Elawyers Elawyers
Washington| Change

Love v. State, 89-2461 (1990)

Court: District Court of Appeal of Florida Number: 89-2461 Visitors: 29
Judges: Wolf
Filed: Oct. 16, 1990
Latest Update: Apr. 06, 2017
Summary: 569 So. 2d 807 (1990) Anthony LOVE, Appellant, v. STATE of Florida, Appellee. No. 89-2461. District Court of Appeal of Florida, First District. October 16, 1990. *808 Barbara Linthicum, Public Defender, Paula S. Saunders, Asst. Public Defender, Tallahassee, for appellant. Robert A. Butterworth, Atty. Gen., Bradley R. Bischoff, Asst. Atty. Gen., Tallahassee, for appellee. WOLF, Judge. Love appeals his conviction for escape and sentencing as a habitual offender. Appellant asserts that: 1) The tria
More
569 So. 2d 807 (1990)

Anthony LOVE, Appellant,
v.
STATE of Florida, Appellee.

No. 89-2461.

District Court of Appeal of Florida, First District.

October 16, 1990.

*808 Barbara Linthicum, Public Defender, Paula S. Saunders, Asst. Public Defender, Tallahassee, for appellant.

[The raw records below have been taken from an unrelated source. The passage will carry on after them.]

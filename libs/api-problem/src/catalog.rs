//! Problem type catalog support (static `ProblemType` definitions)

use crate::problem::Problem;

/// Static definition of a problem type: the parts shared by every occurrence.
#[derive(Debug, Clone, Copy, PartialEq, Eq)]
pub struct ProblemType {
    pub status: u16,
    pub title: &'static str,
    pub type_url: &'static str,
}

impl ProblemType {
    #[must_use]
    pub const fn new(status: u16, title: &'static str, type_url: &'static str) -> Self {
        Self {
            status,
            title,
            type_url,
        }
    }

    /// Produce a problem of this type for one occurrence.
    #[inline]
    pub fn instantiate(&self, detail: impl Into<String>) -> Problem {
        Problem::new()
            .with_type(self.type_url)
            .with_title(self.title)
            .with_status(self.status)
            .with_detail(detail)
    }
}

Robert A. Butterworth, Atty. Gen., Bradley R. Bischoff, Asst. Atty. Gen., Tallahassee, for appellee.

WOLF, Judge.

Love appeals his conviction for escape and sentencing as a habitual offender. Appellant asserts that: 1) The trial court erred in not disqualifying itself after initiating ex parte communication with an assistant attorney general regarding a pending evidentiary ruling; 2) appellant was deprived of his right to a fair trial by the prosecutor's improper closing arguments; and 3) the habitual offender statute, section 775.084, Florida Statutes (Supp. 1988), is unconstitutional. We concur with the rulings of other district courts of appeal which uphold the constitutionality of the 1988 habitual felony offender statute. We, therefore, affirm on that issue with no further discussion. See Arnold v. State, 566 So. 2d 37 (Fla. 2nd DCA 1990); Johnson v. State, 564 So. 2d 1174 (Fla. 4th DCA 1990); King v. State, 557 So. 2d 899 (Fla. 5th DCA 1990). Cf. Barber v. State, 564 So. 2d 1169 (Fla. 1st DCA 1990) (although this case addresses constitutionality of 1987 version of section 775.084, analysis is equally applicable to challenge of 1988 amended version). As to the other issues, we affirm, finding: 1) That while the ex parte communication was clearly improper, where the defendant has not demonstrated prejudice and did not properly preserve the point for appeal, the error was not so fundamental as to mandate reversal; and 2) the comments of the prosecution constituted a valid response to evidence elicited by the defense.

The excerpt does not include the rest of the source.